The Washington Post

Fraudulent ambulance rides: Medicare paid more than $50 million, IG says


An ambulance sits at a hospital in Houston. There and elsewhere in the United States, Medicare paid $30 million for ambulance rides for which elderly or disabled patients got no apparent medical services at the place they were taken, federal investigators said Tuesday. (Pat Sullivan/AP)

Medicare paid more than $50 million in potentially improper bills from ambulance companies for rides for older Americans, government investigators said Tuesday.

The payments included $30 million worth of ambulance rides over a six-month period despite an absence of evidence, based on Medicare records, that the patients received any care where they were taken, according to a report by the inspector general for the Health and Human Services department. The report also identified another $24 million in payments for rides to and from doctors’ offices and other destinations for which Medicare does not cover ambulance services.

Together, one in five of the nearly 16,000 ambulance services nationwide that transported Medicare patients had at least one type of questionable bill, the investigators found.

Questions of wasteful and fraudulent spending have long dogged the federal entitlement program, which insures about 50 million elderly and disabled Americans. Republicans often cite Medicare as part of their drumbeat of criticism of improper federal expenditures. And in recent years, spending on ambulance bills has appeared to be a problem spot.

Previously, government investigators found that Medicare’s spending on ambulance services doubled to $5.8 billion between 2003 and 2012. The new findings are based on an analysis of Medicare’s billing records for 7.3 million ambulance rides in 2012. The findings suggest that “inappropriate and questionable billing for ambulance transports continues to pose vulnerabilities” to Medicare’s financial integrity, the report concludes.

Under Medicare’s Part B rules, which cover outpatient care, ambulance rides are allowed when other kinds of transportation would endanger a patient’s health and when a patient is traveling to or from a hospital, nursing home or several other kinds of medical facilities.

The inspector general’s inquiry found that bad billing by ambulance companies remains concentrated in certain parts of the country, with slightly more than half of the questionable bills coming from Philadelphia, Los Angeles, New York and Houston.

And for companies with an especially large share of problematic bills, the average distance billed for ambulance transport in urban areas was 34 miles – more than three times the average trip for Medicare patients in urban areas.

In the case of rides for which Medicare had no accompanying bills for medical services, the report concludes that “the transports may not have occurred” or that patients received services that the program does not cover – and that therefore did not justify an ambulance transport paid for by the program.

The Centers for Medicare and Medicaid Services, an agency within HHS, “is pursuing a comprehensive strategy comprising of several initiatives to combat ambulance transport fraud and abuse,” said spokesman Aaron Albright.
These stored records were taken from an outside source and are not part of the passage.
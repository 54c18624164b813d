//! Terminal output formatting.
//!
//! Every command prints through [`OutputHandler`] so color handling and the
//! stdout/stderr split stay consistent.

pub mod colors;
pub mod errors;

/// Output handler for consistent terminal formatting
pub struct OutputHandler {
    colors: colors::ColorSupport,
}

impl OutputHandler {
    pub fn new() -> Self {
        Self {
            colors: colors::ColorSupport::detect(),
        }
    }

    /// Handler that never emits escape codes
    #[cfg(test)]
    pub fn plain() -> Self {
        Self {
            colors: colors::ColorSupport::disabled(),
        }
    }

    /// Print a line of regular output
    pub fn line(&self, message: &str) {
        println!("{}", message);
    }

    /// Print a secondary message
    pub fn info(&self, message: &str) {
        println!("{}", self.colors.dim(message));
    }

    pub fn success(&self, message: &str) {
        println!("{} {}", self.colors.green("✓"), message);
    }

    pub fn warn(&self, message: &str) {
        eprintln!("{} {}", self.colors.yellow("⚠"), message);
    }

    /// Print a `label: value` pair with an aligned label
    pub fn field(&self, label: &str, value: &str) {
        println!("{} {}", self.colors.bold(&format!("{:<14}", format!("{}:", label))), value);
    }
}

impl Default for OutputHandler {
    fn default() -> Self {
        Self::new()
    }
}

/// Human-readable byte count, 1024-based
pub fn format_size(bytes: u64) -> String {
    const UNIT: u64 = 1024;
    const PREFIXES: [char; 6] = ['K', 'M', 'G', 'T', 'P', 'E'];

    if bytes < UNIT {
        return format!("{} B", bytes);
    }

    let mut divisor = UNIT;
    let mut exp = 0;
    let mut n = bytes / UNIT;
    while n >= UNIT && exp < PREFIXES.len() - 1 {
        divisor *= UNIT;
        exp += 1;
        n /= UNIT;
    }
    format!("{:.1} {}B", bytes as f64 / divisor as f64, PREFIXES[exp])
}
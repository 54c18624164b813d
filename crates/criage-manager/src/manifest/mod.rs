//! Reading and writing package manifests

use std::io::{Error, ErrorKind};
use std::path::{Path, PathBuf};

use criage_core::error::CriageError;
use criage_core::types::PackageManifest;

use crate::ManagerResult;

/// Path of the manifest in `dir`, preferring `criage.json` over the legacy name
pub fn find_manifest(dir: &Path) -> Option<PathBuf> {
    [PackageManifest::FILE_NAME, PackageManifest::LEGACY_FILE_NAME]
        .into_iter()
        .map(|name| dir.join(name))
        .find(|path| path.is_file())
}

/// Load the manifest at the root of `dir`
pub async fn read_manifest(dir: &Path) -> ManagerResult<PackageManifest> {
    let path = find_manifest(dir).ok_or_else(|| {
        CriageError::io(
            format!("No {} in {}", PackageManifest::FILE_NAME, dir.display()),
            Error::from(ErrorKind::NotFound),
        )
    })?;

    let content = tokio::fs::read_to_string(&path)
        .await
        .map_err(|e| CriageError::io(format!("Failed to read {}", path.display()), e))?;

    serde_json::from_str(&content).map_err(|e| CriageError::JsonParse {
        message: format!("{}: {}", path.display(), e),
    })
}

/// Write `manifest` as `criage.json` in `dir`
pub async fn write_manifest(dir: &Path, manifest: &PackageManifest) -> ManagerResult<PathBuf> {
    let path = dir.join(PackageManifest::FILE_NAME);
    let content = serde_json::to_string_pretty(manifest).map_err(|e| CriageError::JsonParse {
        message: format!("Failed to serialize manifest: {}", e),
    })?;

    tokio::fs::write(&path, content)
        .await
        .map_err(|e| CriageError::io(format!("Failed to write {}", path.display()), e))?;
    Ok(path)
}
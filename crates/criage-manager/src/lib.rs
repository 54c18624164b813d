//! # criage-manager
//!
//! Lifecycle coordination for criage packages.
//!
//! The [`PackageManager`] drives install, uninstall, update, search and list
//! over an explicit [`Context`] that owns every shared component: the
//! configuration, the rate limiter, the repository client, the registry store,
//! the resolver and the archive codecs. It also carries the authoring side
//! (create, build, publish) and thin repository passthroughs.

pub mod context;
pub mod manager;
pub mod manifest;

// Re-export main types
pub use context::{Context, InstallLocks};
pub use manager::{BuiltPackage, InstallOptions, PackageManager};
pub use manifest::{find_manifest, read_manifest, write_manifest};

use criage_core::error::CriageError;

/// Result type for lifecycle operations
pub type ManagerResult<T> = Result<T, CriageError>;
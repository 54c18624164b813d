//! # criage-cli
//!
//! Command-line interface for the criage package manager.
//!
//! Parses the command line, sets up logging and the panic hook, loads the
//! configuration and hands the command to the package manager.

use std::path::PathBuf;
use std::process::ExitCode;

use anyhow::Context as _;
use clap::{Args, Parser, Subcommand};
use criage_archive::ArchiveFormat;
use tracing::error;
use tracing_subscriber::EnvFilter;

mod commands;
mod output;

use commands::CommandContext;
use output::errors::ErrorFormatter;

const LONG_VERSION: &str = concat!(
    env!("CARGO_PKG_VERSION"),
    " (built ",
    env!("BUILD_DATE"),
    ", ",
    env!("RUSTC_VERSION"),
    ")"
);

/// Package manager for criage repositories
#[derive(Parser, Debug)]
#[command(name = "criage", version, long_version = LONG_VERSION, about)]
pub struct Cli {
    #[command(subcommand)]
    pub command: Commands,

    /// Enable verbose output
    #[arg(short, long, global = true)]
    pub verbose: bool,

    /// Emit logs as JSON lines
    #[arg(long, global = true, env = "CRIAGE_LOG_JSON")]
    pub json_logs: bool,
}

#[derive(Subcommand, Debug)]
pub enum Commands {
    /// Install a package
    Install {
        name: String,
        /// Exact version instead of the latest one
        #[arg(long = "version", value_name = "VERSION")]
        version: Option<String>,
        #[arg(short, long)]
        global: bool,
        /// Reinstall over an existing install
        #[arg(short, long)]
        force: bool,
        #[arg(long)]
        arch: Option<String>,
        #[arg(long)]
        os: Option<String>,
    },
    /// Remove an installed package
    Uninstall {
        name: String,
        #[arg(short, long)]
        global: bool,
        #[arg(long)]
        purge: bool,
    },
    /// Update a package to its latest version
    Update { name: String },
    /// Search every enabled repository
    Search { query: String },
    /// List installed packages
    List {
        #[arg(short, long)]
        global: bool,
        #[arg(long)]
        outdated: bool,
    },
    /// Show an installed package
    Info {
        name: String,
        #[arg(short, long)]
        global: bool,
    },
    /// Scaffold a new package in the current directory
    Create {
        name: String,
        #[arg(long, default_value = "")]
        author: String,
        #[arg(long, default_value = "")]
        description: String,
    },
    /// Build the package in the current directory
    Build {
        #[arg(short, long)]
        output: Option<PathBuf>,
        #[arg(long, default_value = "tar.zst")]
        format: ArchiveFormat,
        /// Compression level; the configured level when absent
        #[arg(long)]
        level: Option<i32>,
    },
    /// Build and upload the package in the current directory
    Publish {
        /// Repository name or URL
        #[arg(long)]
        registry: Option<String>,
        #[arg(long, env = "CRIAGE_PUBLISH_TOKEN", hide_env_values = true)]
        token: Option<String>,
    },
    /// Query a repository directly
    Repo(RepoArgs),
}

#[derive(Args, Debug)]
pub struct RepoArgs {
    /// Repository name or URL; the highest-priority one when absent
    #[arg(short, long, global = true)]
    pub repository: Option<String>,

    #[command(subcommand)]
    pub command: RepoCommand,
}

#[derive(Subcommand, Debug)]
pub enum RepoCommand {
    /// Show what the repository says about itself
    Info,
    /// Show repository statistics
    Stats,
    /// Rebuild the repository index
    Refresh {
        #[arg(long, hide_env_values = true)]
        token: Option<String>,
    },
    /// List the repository's packages
    Packages {
        #[arg(long, default_value_t = 1)]
        page: i64,
        #[arg(long, default_value_t = 20)]
        limit: i64,
    },
    /// Show one published version
    Version { name: String, version: String },
}

fn main() -> ExitCode {
    let cli = Cli::parse();

    setup_logging(cli.verbose, cli.json_logs);
    setup_panic_handler();

    tracing::debug!("criage v{}", env!("CARGO_PKG_VERSION"));

    match run_cli(cli) {
        Ok(()) => ExitCode::SUCCESS,
        Err(e) => {
            eprintln!("{}", ErrorFormatter::new().format_error(&e));
            ExitCode::FAILURE
        },
    }
}

fn run_cli(cli: Cli) -> anyhow::Result<()> {
    let rt = tokio::runtime::Runtime::new().context("Failed to create async runtime")?;

    rt.block_on(async {
        let ctx = CommandContext::new().await?;
        let result = commands::dispatch_command(cli.command, &ctx).await;
        ctx.manager.shutdown();
        result
    })
}

fn setup_logging(verbose: bool, json: bool) {
    let level = if verbose { "debug" } else { "info" };
    let filter = EnvFilter::try_from_default_env().unwrap_or_else(|_| {
        EnvFilter::new(format!(
            "warn,criage={level},criage_core={level},criage_config={level},\
             criage_registry={level},criage_archive={level},criage_store={level},\
             criage_resolver={level},criage_manager={level}"
        ))
    });

    let builder = tracing_subscriber::fmt()
        .with_env_filter(filter)
        .with_writer(std::io::stderr)
        .with_target(verbose);

    if json {
        builder.json().init();
    } else {
        builder.init();
    }
}

fn setup_panic_handler() {
    std::panic::set_hook(Box::new(|panic_info| {
        error!("criage encountered an unexpected error: {}", panic_info);
        eprintln!("criage crashed! This is a bug.");
        eprintln!("Error: {}", panic_info);
    }));
}
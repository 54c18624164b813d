//! Configuration file discovery, fallback logic, and environment overrides

use camino::{Utf8Path, Utf8PathBuf};
use criage_core::error::CriageError;
use std::collections::HashMap;

use crate::model::{Config, PartialConfig};
use crate::ConfigResult;

/// Primary configuration file name
pub const CONFIG_TOML: &str = "config.toml";
/// Older JSON configuration, read only when no TOML file exists
pub const CONFIG_JSON: &str = "config.json";

const ENV_PREFIX: &str = "CRIAGE_";
const TOKEN_PREFIX: &str = "CRIAGE_TOKEN_";

/// Main configuration loading interface
pub struct ConfigLoader {
    /// Directory holding config.toml, normally `~/.criage`
    config_dir: Utf8PathBuf,
    /// Values used for anything the file leaves out
    defaults: Config,
}

/// Where the loaded configuration came from
#[derive(Debug, Clone, PartialEq)]
pub enum ConfigSource {
    Toml(Utf8PathBuf),
    Json(Utf8PathBuf),
    /// No file existed; defaults were written to this path
    Defaults(Utf8PathBuf),
}

impl ConfigLoader {
    /// Create a loader rooted at an explicit home directory
    pub fn new(home: &Utf8Path) -> Self {
        Self {
            config_dir: home.join(".criage"),
            defaults: Config::with_home(home),
        }
    }

    /// Create a loader for the current user's home directory
    pub fn from_home() -> ConfigResult<Self> {
        let home_dir = dirs::home_dir().ok_or_else(|| CriageError::ConfigValidation {
            field: "home_dir".to_string(),
            reason: "Could not determine home directory".to_string(),
        })?;

        let home = Utf8PathBuf::try_from(home_dir).map_err(|e| CriageError::ConfigValidation {
            field: "home_dir".to_string(),
            reason: format!("Invalid home directory path: {}", e),
        })?;

        Ok(Self::new(&home))
    }

    pub fn config_dir(&self) -> &Utf8Path {
        &self.config_dir
    }

    /// Load configuration: config.toml, then config.json, then defaults.
    /// Environment overrides are applied last and the result is validated.
    pub async fn load(&self) -> ConfigResult<(Config, ConfigSource)> {
        self.load_with_env(&collect_env_overrides()).await
    }

    /// Same as [`ConfigLoader::load`] with an explicit override map
    pub async fn load_with_env(
        &self,
        env_overrides: &HashMap<String, String>,
    ) -> ConfigResult<(Config, ConfigSource)> {
        let (mut config, source) = self.load_file().await?;
        apply_env_overrides(&mut config, env_overrides)?;
        config.validate()?;
        tracing::debug!(source = ?source, "configuration loaded");
        Ok((config, source))
    }

    async fn load_file(&self) -> ConfigResult<(Config, ConfigSource)> {
        let toml_path = self.config_dir.join(CONFIG_TOML);
        if toml_path.exists() {
            let content = read(&toml_path).await?;
            let partial = parse_toml(&content, &toml_path)?;
            return Ok((self.defaults.clone().merge(partial), ConfigSource::Toml(toml_path)));
        }

        let json_path = self.config_dir.join(CONFIG_JSON);
        if json_path.exists() {
            let content = read(&json_path).await?;
            let partial = parse_json(&content, &json_path)?;
            return Ok((self.defaults.clone().merge(partial), ConfigSource::Json(json_path)));
        }

        self.write_defaults(&toml_path).await?;
        Ok((self.defaults.clone(), ConfigSource::Defaults(toml_path)))
    }

    async fn write_defaults(&self, path: &Utf8Path) -> ConfigResult<()> {
        tokio::fs::create_dir_all(&self.config_dir)
            .await
            .map_err(|e| CriageError::io(format!("Failed to create {}", self.config_dir), e))?;

        let content = serialize_toml(&self.defaults)?;
        tokio::fs::write(path, content)
            .await
            .map_err(|e| CriageError::io(format!("Failed to write {}", path), e))?;

        tracing::info!(path = %path, "wrote default configuration");
        Ok(())
    }
}

async fn read(path: &Utf8Path) -> ConfigResult<String> {
    tokio::fs::read_to_string(path)
        .await
        .map_err(|e| CriageError::io(format!("Failed to read {}", path), e))
}

/// Parse a TOML configuration, reporting syntax errors with line and column
pub fn parse_toml(content: &str, path: &Utf8Path) -> ConfigResult<PartialConfig> {
    // toml_edit first for positioned syntax errors
    if let Err(e) = content.parse::<toml_edit::DocumentMut>() {
        let message = match e.span() {
            Some(span) => {
                let (line, column) = line_col(content, span.start);
                format!("syntax error at line {}, column {}: {}", line, column, e.message())
            },
            None => format!("syntax error: {}", e.message()),
        };
        return Err(CriageError::TomlParse {
            file: path.to_string(),
            message,
        });
    }

    toml::from_str(content).map_err(|e| CriageError::TomlParse {
        file: path.to_string(),
        message: e.message().to_string(),
    })
}

pub fn parse_json(content: &str, path: &Utf8Path) -> ConfigResult<PartialConfig> {
    serde_json::from_str(content).map_err(|e| CriageError::JsonParse {
        message: format!("{}: {}", path, e),
    })
}

pub fn serialize_toml(config: &Config) -> ConfigResult<String> {
    toml::to_string_pretty(config).map_err(|e| CriageError::TomlParse {
        file: CONFIG_TOML.to_string(),
        message: format!("serialization error: {}", e),
    })
}

fn line_col(content: &str, offset: usize) -> (usize, usize) {
    let before = &content[..offset.min(content.len())];
    let line = before.matches('\n').count() + 1;
    let column = before.rsplit('\n').next().map_or(0, |l| l.chars().count()) + 1;
    (line, column)
}

/// Collect environment variable overrides
pub fn collect_env_overrides() -> HashMap<String, String> {
    std::env::vars()
        .filter(|(key, _)| key.starts_with(ENV_PREFIX))
        .collect()
}

/// Environment variable carrying the token for a repository
pub fn token_var(repository: &str) -> String {
    format!(
        "{}{}",
        TOKEN_PREFIX,
        repository.to_uppercase().replace(['-', '.'], "_")
    )
}

/// Apply environment variable overrides
pub fn apply_env_overrides(
    config: &mut Config,
    overrides: &HashMap<String, String>,
) -> ConfigResult<()> {
    for (key, value) in overrides {
        match key.as_str() {
            "CRIAGE_GLOBAL_PATH" => config.global_path = Utf8PathBuf::from(value),
            "CRIAGE_LOCAL_PATH" => config.local_path = Utf8PathBuf::from(value),
            "CRIAGE_CACHE_PATH" => config.cache_path = Utf8PathBuf::from(value),
            "CRIAGE_TEMP_PATH" => config.temp_path = Utf8PathBuf::from(value),
            "CRIAGE_TIMEOUT" => {
                config.timeout_secs = parse_number(key, value)?;
            },
            "CRIAGE_RATE_LIMIT" => {
                config.requests_per_second = parse_number(key, value)?;
            },
            key if key.starts_with(TOKEN_PREFIX) => {
                let matched = config
                    .repositories
                    .iter_mut()
                    .find(|repo| token_var(&repo.name) == key);
                match matched {
                    Some(repo) => repo.token = Some(value.clone()),
                    None => tracing::debug!(var = key, "token override matches no repository"),
                }
            },
            _ => {
                // Unknown environment variable, ignore
            },
        }
    }

    Ok(())
}

fn parse_number<T: std::str::FromStr>(key: &str, value: &str) -> ConfigResult<T>
where
    T::Err: std::fmt::Display,
{
    value.trim().parse().map_err(|e| CriageError::ConfigValidation {
        field: key.to_string(),
        reason: format!("Invalid number '{}': {}", value, e),
    })
}

#[cfg(test)]
mod tests {
    use super::*;
    use criage_core::types::{Repository, ResolutionPolicy};
    use tempfile::TempDir;

    fn home() -> (TempDir, Utf8PathBuf) {
        let temp_dir = TempDir::new().unwrap();
        let path = Utf8PathBuf::try_from(temp_dir.path().to_path_buf()).unwrap();
        (temp_dir, path)
    }

    #[tokio::test]
    async fn test_missing_config_writes_defaults() {
        let (_guard, home) = home();
        let loader = ConfigLoader::new(&home);

        let (config, source) = loader.load_with_env(&HashMap::new()).await.unwrap();
        let written = home.join(".criage").join(CONFIG_TOML);
        assert_eq!(source, ConfigSource::Defaults(written.clone()));
        assert!(written.exists());
        assert_eq!(config, Config::with_home(&home));

        // Second load reads back what was written
        let (reloaded, source) = loader.load_with_env(&HashMap::new()).await.unwrap();
        assert!(matches!(source, ConfigSource::Toml(_)));
        assert_eq!(reloaded, config);
    }

    #[tokio::test]
    async fn test_toml_partial_file() {
        let (_guard, home) = home();
        std::fs::create_dir_all(home.join(".criage")).unwrap();
        std::fs::write(
            home.join(".criage").join(CONFIG_TOML),
            r#"
timeout = 10
resolution_policy = "first-containing"

[[repositories]]
name = "mirror"
url = "https://mirror.example.com"
priority = 2

[[repositories]]
name = "primary"
url = "https://primary.example.com"
priority = 1
"#,
        )
        .unwrap();

        let loader = ConfigLoader::new(&home);
        let (config, _) = loader.load_with_env(&HashMap::new()).await.unwrap();
        assert_eq!(config.timeout_secs, 10);
        assert_eq!(config.resolution_policy, ResolutionPolicy::FirstContaining);
        assert_eq!(config.repositories.len(), 2);
        assert_eq!(config.global_path, home.join(".criage").join("packages"));
    }

    #[tokio::test]
    async fn test_json_fallback() {
        let (_guard, home) = home();
        std::fs::create_dir_all(home.join(".criage")).unwrap();
        std::fs::write(
            home.join(".criage").join(CONFIG_JSON),
            r#"{"local_path": "/srv/modules", "requests_per_second": 2}"#,
        )
        .unwrap();

        let loader = ConfigLoader::new(&home);
        let (config, source) = loader.load_with_env(&HashMap::new()).await.unwrap();
        assert!(matches!(source, ConfigSource::Json(_)));
        assert_eq!(config.local_path, Utf8PathBuf::from("/srv/modules"));
        assert_eq!(config.requests_per_second, 2);
    }

    #[test]
    fn test_toml_syntax_error_has_position() {
        let err = parse_toml("timeout = 10\nrepositories = [", Utf8Path::new("config.toml"))
            .unwrap_err();
        match err {
            CriageError::TomlParse { file, message } => {
                assert_eq!(file, "config.toml");
                assert!(message.contains("line 2"), "{}", message);
            },
            other => panic!("expected TomlParse, got {:?}", other),
        }
    }

    #[test]
    fn test_env_overrides() {
        let mut config = Config::with_home(Utf8Path::new("/home/user"));
        config
            .repositories
            .push(Repository::new("corp-mirror", "https://corp.example.com", 2));

        let overrides = HashMap::from([
            ("CRIAGE_LOCAL_PATH".to_string(), "/work/modules".to_string()),
            ("CRIAGE_TIMEOUT".to_string(), "60".to_string()),
            ("CRIAGE_TOKEN_CORP_MIRROR".to_string(), "s3cret".to_string()),
            ("CRIAGE_UNRELATED".to_string(), "x".to_string()),
        ]);
        apply_env_overrides(&mut config, &overrides).unwrap();

        assert_eq!(config.local_path, Utf8PathBuf::from("/work/modules"));
        assert_eq!(config.timeout_secs, 60);
        assert_eq!(config.repositories[1].bearer_token(), Some("s3cret"));
        assert_eq!(config.repositories[0].bearer_token(), None);
    }

    #[test]
    fn test_env_override_rejects_bad_number() {
        let mut config = Config::with_home(Utf8Path::new("/home/user"));
        let overrides = HashMap::from([("CRIAGE_RATE_LIMIT".to_string(), "fast".to_string())]);
        assert!(matches!(
            apply_env_overrides(&mut config, &overrides),
            Err(CriageError::ConfigValidation { .. })
        ));
    }

    #[test]
    fn test_token_var() {
        assert_eq!(token_var("criage-main"), "CRIAGE_TOKEN_CRIAGE_MAIN");
    }
}
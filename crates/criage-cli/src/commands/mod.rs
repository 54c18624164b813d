//! Command handlers and dispatch.
//!
//! Handlers are thin: they call the package manager and print the result.

use std::path::PathBuf;

use anyhow::Context as _;
use criage_config::{Config, ConfigLoader};
use criage_manager::{Context, PackageManager};
use tracing::{debug, info};

pub mod authoring;
pub mod lifecycle;
pub mod repo;


use crate::output::OutputHandler;
use crate::Commands;

/// Shared context for all commands
pub struct CommandContext {
    pub cwd: PathBuf,
    pub output: OutputHandler,
    pub manager: PackageManager,
}

impl CommandContext {
    /// Load `~/.criage` configuration and build the manager
    pub async fn new() -> anyhow::Result<Self> {
        let cwd = std::env::current_dir().context("Failed to get current directory")?;

        let loader = ConfigLoader::from_home()?;
        let (config, source) = loader
            .load()
            .await
            .with_context(|| format!("Failed to load configuration from {}", loader.config_dir()))?;
        debug!(?source, "using configuration");

        Self::with_config(cwd, config, OutputHandler::new())
    }

    pub fn with_config(cwd: PathBuf, config: Config, output: OutputHandler) -> anyhow::Result<Self> {
        let manager = PackageManager::new(Context::new(config)?);
        Ok(Self {
            cwd,
            output,
            manager,
        })
    }
}

/// Dispatch a command to its handler
pub async fn dispatch_command(command: Commands, ctx: &CommandContext) -> anyhow::Result<()> {
    match command {
        Commands::Install {
            name,
            version,
            global,
            force,
            arch,
            os,
        } => {
            info!("Installing package: {}", name);
            let options = criage_manager::InstallOptions {
                version,
                global,
                force,
                os,
                arch,
            };
            lifecycle::install(&name, &options, ctx).await
        },
        Commands::Uninstall {
            name,
            global,
            purge,
        } => lifecycle::uninstall(&name, global, purge, ctx).await,
        Commands::Update { name } => lifecycle::update(&name, ctx).await,
        Commands::Search { query } => lifecycle::search(&query, ctx).await,
        Commands::List { global, outdated } => lifecycle::list(global, outdated, ctx),
        Commands::Info { name, global } => lifecycle::info(&name, global, ctx),
        Commands::Create {
            name,
            author,
            description,
        } => authoring::create(&name, &author, &description, ctx).await,
        Commands::Build {
            output,
            format,
            level,
        } => authoring::build(output, format, level, ctx).await,
        Commands::Publish { registry, token } => {
            authoring::publish(registry.as_deref(), token.as_deref(), ctx).await
        },
        Commands::Repo(args) => repo::execute(args, ctx).await,
    }
}
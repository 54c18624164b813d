//! `install`, `uninstall`, `update`, `search`, `list` and `info`

use criage_core::error::CriageError;
use criage_core::types::{InstalledPackage, Scope};
use criage_manager::InstallOptions;

use super::CommandContext;
use crate::output::format_size;

pub async fn install(name: &str, options: &InstallOptions, ctx: &CommandContext) -> anyhow::Result<()> {
    let record = ctx.manager.install(name, options).await?;
    ctx.output.success(&format!(
        "Installed {} {} ({}, {})",
        record.name,
        record.version,
        record.scope,
        format_size(record.size)
    ));
    Ok(())
}

pub async fn uninstall(name: &str, global: bool, purge: bool, ctx: &CommandContext) -> anyhow::Result<()> {
    let record = ctx
        .manager
        .uninstall(name, Scope::from_global(global), purge)
        .await?;
    ctx.output
        .success(&format!("Removed {} {} ({})", record.name, record.version, record.scope));
    Ok(())
}

pub async fn update(name: &str, ctx: &CommandContext) -> anyhow::Result<()> {
    match ctx.manager.update(name).await {
        Ok(record) => {
            ctx.output
                .success(&format!("Updated {} to {}", record.name, record.version));
            Ok(())
        },
        Err(CriageError::AlreadyCurrent { name, version }) => {
            ctx.output
                .info(&format!("{} is already at the latest version ({})", name, version));
            Ok(())
        },
        Err(e) => Err(e.into()),
    }
}

pub async fn search(query: &str, ctx: &CommandContext) -> anyhow::Result<()> {
    let results = ctx.manager.search(query).await;
    if results.is_empty() {
        ctx.output.warn(&format!("No packages found for '{}'", query));
        return Ok(());
    }

    for hit in &results {
        ctx.output.line(&format!("{} {}  {}", hit.name, hit.version, hit.description));
    }
    ctx.output.info(&format!("{} result(s)", results.len()));
    Ok(())
}

pub fn list(global: bool, outdated: bool, ctx: &CommandContext) -> anyhow::Result<()> {
    let scope = Scope::from_global(global);
    let records = ctx.manager.list(scope, outdated);
    if records.is_empty() {
        ctx.output.info(&format!("No {} packages installed", scope));
        return Ok(());
    }

    for record in &records {
        ctx.output.line(&format!(
            "{} {}  {}  {}",
            record.name,
            record.version,
            format_size(record.size),
            record.description
        ));
    }
    Ok(())
}

pub fn info(name: &str, global: bool, ctx: &CommandContext) -> anyhow::Result<()> {
    let record = ctx.manager.info(name, Scope::from_global(global))?;
    print_record(&record, ctx);
    Ok(())
}

fn print_record(record: &InstalledPackage, ctx: &CommandContext) {
    let out = &ctx.output;
    out.field("Name", &record.name);
    out.field("Version", &record.version);
    out.field("Description", &record.description);
    out.field("Author", &record.author);
    out.field("License", &record.license);
    out.field("Scope", record.scope.as_str());
    out.field("Installed", &record.install_date.format("%Y-%m-%d %H:%M:%S").to_string());
    out.field("Path", &record.install_path.display().to_string());
    out.field("Size", &format_size(record.size));
    if !record.dependencies.is_empty() {
        let deps: Vec<String> = record
            .dependencies
            .iter()
            .map(|(name, range)| format!("{} {}", name, range))
            .collect();
        out.field("Dependencies", &deps.join(", "));
    }
}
In the past two years in Houston and Philadelphia, he said, the agency has blocked new ambulance services from participating in Medicare. And under an experiment to try to control fraud, the agency now requires advance permission in Pennsylvania, New Jersey and South Carolina for repetitive ambulance rides in cases that are not emergencies.

Amy Goldstein is a national reporter for The Washington Post focused on health-care policy.